When a backup or restore fails, provide the user information or instructions to find out root cause

vmware-tanzu / velero

Backup and migrate Kubernetes applications and their persistent volumes

https://velero.io

Apache License 2.0

8.71k stars 1.4k forks source link

When a backup or restore fails, provide the user information or instructions to find out root cause #305

Closed rdodev closed 3 years ago

rdodev commented 6 years ago

Presently a backup can fail for a number reasons. If the user runs ark backup describe they will see it the backup failed, but no reason, logs or anything that would help them understand the problem and how to fix it:


[centos@ip ark]$ ./ark backup describe nginx-001
Name:         nginx-001
Namespace:    heptio-ark
Labels:       <none>
Annotations:  <none>

Namespaces:
  Included:  *
  Excluded:  <none>

Resources:
  Included:        *
  Excluded:        <none>
  Cluster-scoped:  auto

Label selector:  <none>

Snapshot PVs:  auto

TTL:  720h0m0s

Hooks:  <none>

Phase:  Failed

Backup Format Version:  1

Expiration:  2018-03-09 19:50:47 +0000 UTC

Validation errors:  <none>

Persistent Volumes: <none included>

Having a Logs section there or else instructions to find out what happen would be greatly helpful.

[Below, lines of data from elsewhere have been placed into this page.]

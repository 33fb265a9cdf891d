#![deny(unsafe_code)]

pub mod error;
pub mod reader;

pub use error::{IngestError, Result};
pub use reader::{
    DEFAULT_PREVIEW_ROWS, IngestOptions, MAX_HEADER_ROW, MIN_HEADER_ROW, read_table,
};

ncdc commented 6 years ago

Example error only seen in ark server pod log:

time="2018-02-14T00:50:28Z" level=error msg="backup failed" error="rpc error: code = Unknown desc = error putting object mybackup/ark-backup.json: AccessDenied: Access Denied\n\tstatus code: 403, request id: 096E12AAC407F5B7, host id: ..../....=" key=heptio-ark/mybackup logSource="pkg/controller/backup_controller.go:258"

donbecker commented 6 years ago

Have just set up ark and am getting this, using AWS and the nginx example (non PV). Have I overlooked troubleshooting steps?

donbecker commented 6 years ago

ark backup logs <backup name>

ncdc commented 6 years ago

@donbecker if you wouldn't mind, please join us in #ark-dr on the Kubernetes slack for real-time troubleshooting, or create a new issue. This issue is an RFE to provide more details to the user why a backup failed. Thanks!

rosskukulinski commented 6 years ago

This is super important from a usability perspective. While the ark server log can provide debugging information, it might be hard to hunt down, especially because users creating backups may not have access to the Ark server logs.

One possibility would be to leverage thestatus field in Backup CRD to reflect error/failure details (may require k8s 1.11 - https://github.com/heptio/ark/issues/529) or alternatively leverage Kubernetes Events API to track backup or restore failure events. This is also likely related to backup progress: https://github.com/heptio/ark/issues/20

ncdc commented 6 years ago

@rosskukulinski the status field is currently supported; with k8s 1.11 we gain the ability to use the /status subresource in the http request.

rosskukulinski commented 6 years ago

Product question: What are the the common errors/error states that we want to be able to resolve.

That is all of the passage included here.